Screening not foolproof for avoiding post-LASIK ectasia

August 15, 2008

Several preoperative features have been identified as important risk factors for ectasia after laser refractive surgery, particularly in patients undergoing LASIK for high myopia or myopic astigmatism. This complication can occur in the absence of any of these findings, however.

Key Points

"There is good consensus that preoperative corneal topographic abnormalities, corneal thickness, residual stromal bed thickness, high myopia and myopic astigmatism, and patient age are important risk factors for ectasia. However, this event is probably less iatrogenic than we think," said Dr. Netto, Department of Ophthalmology, University of São Paulo, Brazil.

"It appears some patients are genetically predisposed to develop ectasia post-LASIK even in the absence of any identifiable risk factors and or even without undergoing laser refractive surgery," he said. "Therefore, when ectasia occurs postoperatively, perhaps refractive surgeons do not always need to feel guilty."

The first lesson was that ectasia is likely to evolve in patients with subclinical keratoconus. Of the 15 cases of ectasia in the series, three (20%) involved eyes determined to have subclinical keratoconus preoperatively.

The second lesson was that ectasia can develop after LASIK for hyperopia.
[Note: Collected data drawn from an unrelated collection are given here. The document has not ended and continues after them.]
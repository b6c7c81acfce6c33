//! Engine error types
//!
//! Two distinct failure kinds plus pass-through store failures:
//!
//! - `Validation` — bad caller input, checked before any side effect;
//!   ordinary recoverable error
//! - `Consistency` — the version map and the row store disagree; carries a
//!   diagnostic dump of the map, and the engine instance must be discarded
//! - `Store` — backend failure, propagated untouched

use thiserror::Error;

use crate::store::StoreError;

/// Result type for engine operations
pub type EngineResult<T> = Result<T, EngineError>;

/// Errors raised by the renumbering engine
#[derive(Debug, Clone, PartialEq, Error)]
pub enum EngineError {
    /// Invalid caller input; no side effects occurred
    #[error("validation failed: {0}")]
    Validation(String),

    /// The in-memory map and the row store disagree. The engine instance is
    /// stale and must be discarded; `dump` holds the full version map for
    /// debugging.
    #[error("internal consistency violation: {message}")]
    Consistency {
        /// What disagreed
        message: String,
        /// Full version/revision map at the time of the failure
        dump: String,
    },

    /// Backing store failure
    #[error(transparent)]
    Store(#[from] StoreError),
}

impl EngineError {
    /// Creates a validation error
    pub fn validation(message: impl Into<String>) -> Self {
        Self::Validation(message.into())
    }

    /// Creates a consistency error carrying a map dump
    pub fn consistency(message: impl Into<String>, dump: impl Into<String>) -> Self {
        Self::Consistency {
            message: message.into(),
            dump: dump.into(),
        }
    }

    /// Returns true if the engine instance must be discarded
    pub fn is_fatal(&self) -> bool {
        matches!(self, Self::Consistency { .. })
    }

    /// Returns the diagnostic map dump, if this error carries one
    pub fn dump(&self) -> Option<&str> {
        match self {
            Self::Consistency { dump, .. } => Some(dump),
            _ => None,
        }
    }
}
This situation was represented in one of the 15 eyes, a patient who had preoperative refractions of +2.5 and +3.25 D and normal corneal thickness.

"The literature also contains some reports of ectasia developing after hyperopic LASIK," he said.

The third lesson was that ectasia can develop after PRK for low myopia. Dr. Netto's series of ectasia cases also included a single eye with this history and no evidence of suspicious topography preoperatively, and he noted the similar reports in the literature.

Nine eyes in the series were the basis for a fourth lesson, which was that ectasia can develop in eyes without any evident risk factor.

"This situation has also been previously reported and so was not too surprising," Dr. Netto said. "What was more surprising was that ectasia did not develop in a number of eyes that had several preoperative risk factors and long-term follow-up extending up to 10 years postoperatively."

He noted that Perry Binder, MD, also reported in the Journal of Cataract and Refractive Surgery (2007;33:1530-1538) absence of ectasia development in eyes with multiple risk factors. This experience suggests that certain features, which are not yet identified, may be useful for predicting risk.

Screening strategies

Recognizing the limitations of current screening approaches, Dr. Netto suggested that in addition to evaluating patients for accepted probable risk factors, including taking particular care in examining the preoperative topography, other possible predisposing features may be sought in the history-taking or using new technologies.

"A review of personal files reveals additional potential risk factors for post-LASIK ectasia that include a habit of eye rubbing, family history of keratoconus, increased level of higher-order aberrations, best-corrected visual acuity less than 20/25, and topographic and refractive instability," he said.

Additional diagnostic measurements that may be obtained include posterior corneal surface and corneal thickness maps, Dr. Netto said. Also, corneal biomechanical properties can be evaluated by measuring corneal hysteresis and the corneal resistance factor, he added.

"However, further study is needed to establish the utility of these newer assessments as ectasia screening tools," Dr. Netto said.

Meanwhile, topography and ultrasound pachymetry remain the mainstays for preoperative screening of at-risk patients. Findings of inferior-superior asymmetry more than 1.4 D, a central keratometry value greater than 47.2 D, non-orthogonal astigmatism, and significant asymmetry of topographic patterns between eyes are considered topographic risk factors for post-LASIK ectasia. Regarding pachymetry, although surgeons should review preoperative corneal thickness and predicted residual stromal bed thickness, it is important to be aware that no "magic numbers" exist for these parameters that would identify patients who can safely undergo LASIK.

"Management decisions should be guided by considering these data together with the preoperative refraction, topographic findings, and other clinical features," he concluded.